[Collected data]
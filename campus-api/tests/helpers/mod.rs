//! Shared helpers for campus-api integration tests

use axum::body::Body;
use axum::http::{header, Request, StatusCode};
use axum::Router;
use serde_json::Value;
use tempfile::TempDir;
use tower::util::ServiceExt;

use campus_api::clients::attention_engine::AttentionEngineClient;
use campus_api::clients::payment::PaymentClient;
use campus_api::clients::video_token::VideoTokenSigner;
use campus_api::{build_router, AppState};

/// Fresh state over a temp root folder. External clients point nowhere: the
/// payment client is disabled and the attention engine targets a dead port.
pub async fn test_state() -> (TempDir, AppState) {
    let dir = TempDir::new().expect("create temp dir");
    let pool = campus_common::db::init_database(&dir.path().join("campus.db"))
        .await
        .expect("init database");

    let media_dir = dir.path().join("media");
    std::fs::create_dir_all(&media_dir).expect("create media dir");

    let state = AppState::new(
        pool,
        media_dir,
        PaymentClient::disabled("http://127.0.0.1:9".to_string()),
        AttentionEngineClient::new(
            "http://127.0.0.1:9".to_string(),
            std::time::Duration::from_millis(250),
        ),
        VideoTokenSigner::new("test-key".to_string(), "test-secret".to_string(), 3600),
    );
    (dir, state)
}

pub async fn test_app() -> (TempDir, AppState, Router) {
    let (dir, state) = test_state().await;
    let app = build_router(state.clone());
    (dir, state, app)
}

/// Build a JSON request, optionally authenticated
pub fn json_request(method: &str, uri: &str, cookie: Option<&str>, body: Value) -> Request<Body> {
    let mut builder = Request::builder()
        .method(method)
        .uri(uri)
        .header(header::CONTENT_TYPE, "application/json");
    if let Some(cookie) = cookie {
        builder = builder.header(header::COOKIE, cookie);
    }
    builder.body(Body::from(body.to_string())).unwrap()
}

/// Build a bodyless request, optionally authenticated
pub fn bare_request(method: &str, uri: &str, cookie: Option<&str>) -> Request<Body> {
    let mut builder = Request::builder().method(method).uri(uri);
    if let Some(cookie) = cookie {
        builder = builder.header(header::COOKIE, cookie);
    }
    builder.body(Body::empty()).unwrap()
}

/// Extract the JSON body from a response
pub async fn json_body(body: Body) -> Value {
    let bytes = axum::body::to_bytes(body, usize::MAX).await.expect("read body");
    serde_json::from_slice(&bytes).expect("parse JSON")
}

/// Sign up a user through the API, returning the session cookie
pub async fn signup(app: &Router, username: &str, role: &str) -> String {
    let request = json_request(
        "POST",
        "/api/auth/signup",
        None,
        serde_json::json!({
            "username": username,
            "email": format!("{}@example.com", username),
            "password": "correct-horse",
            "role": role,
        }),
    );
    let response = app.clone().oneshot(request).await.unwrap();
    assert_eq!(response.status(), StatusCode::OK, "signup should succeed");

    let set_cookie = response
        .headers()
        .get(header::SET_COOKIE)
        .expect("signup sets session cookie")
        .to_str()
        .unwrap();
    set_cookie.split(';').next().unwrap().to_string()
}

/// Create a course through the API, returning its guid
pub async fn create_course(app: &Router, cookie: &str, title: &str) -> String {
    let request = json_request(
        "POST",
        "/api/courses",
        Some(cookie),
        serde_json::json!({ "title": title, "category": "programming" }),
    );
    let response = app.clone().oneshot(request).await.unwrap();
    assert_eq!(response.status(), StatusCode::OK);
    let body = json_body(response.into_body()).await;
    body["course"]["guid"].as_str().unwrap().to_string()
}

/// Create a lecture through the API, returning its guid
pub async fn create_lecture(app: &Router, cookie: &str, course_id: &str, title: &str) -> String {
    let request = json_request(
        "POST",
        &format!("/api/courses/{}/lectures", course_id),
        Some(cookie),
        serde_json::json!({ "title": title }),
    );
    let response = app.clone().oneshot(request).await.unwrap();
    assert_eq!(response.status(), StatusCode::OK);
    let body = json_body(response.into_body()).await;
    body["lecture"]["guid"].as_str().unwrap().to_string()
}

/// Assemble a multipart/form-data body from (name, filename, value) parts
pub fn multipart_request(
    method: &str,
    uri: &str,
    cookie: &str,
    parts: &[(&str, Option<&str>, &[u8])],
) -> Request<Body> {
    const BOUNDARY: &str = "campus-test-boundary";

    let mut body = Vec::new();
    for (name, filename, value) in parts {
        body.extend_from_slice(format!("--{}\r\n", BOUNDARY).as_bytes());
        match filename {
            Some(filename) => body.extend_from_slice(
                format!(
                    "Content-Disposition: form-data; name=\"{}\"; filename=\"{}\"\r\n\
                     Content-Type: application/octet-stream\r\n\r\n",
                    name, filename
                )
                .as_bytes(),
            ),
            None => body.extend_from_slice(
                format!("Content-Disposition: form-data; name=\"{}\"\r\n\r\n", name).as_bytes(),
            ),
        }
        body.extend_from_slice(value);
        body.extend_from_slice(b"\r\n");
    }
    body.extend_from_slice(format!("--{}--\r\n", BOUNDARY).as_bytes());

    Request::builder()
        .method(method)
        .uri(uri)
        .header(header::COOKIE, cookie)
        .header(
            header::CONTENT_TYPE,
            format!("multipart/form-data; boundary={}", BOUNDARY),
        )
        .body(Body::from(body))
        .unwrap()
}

◆ GOAL OF THE EXERCISE ◆
Filter the entries above down to the lines containing the word "AppState".

◆ YOUR RESPONSE ◆
use campus_api::{build_router, AppState};
pub async fn test_state() -> (TempDir, AppState) {
    let state = AppState::new(
pub async fn test_app() -> (TempDir, AppState, Router) {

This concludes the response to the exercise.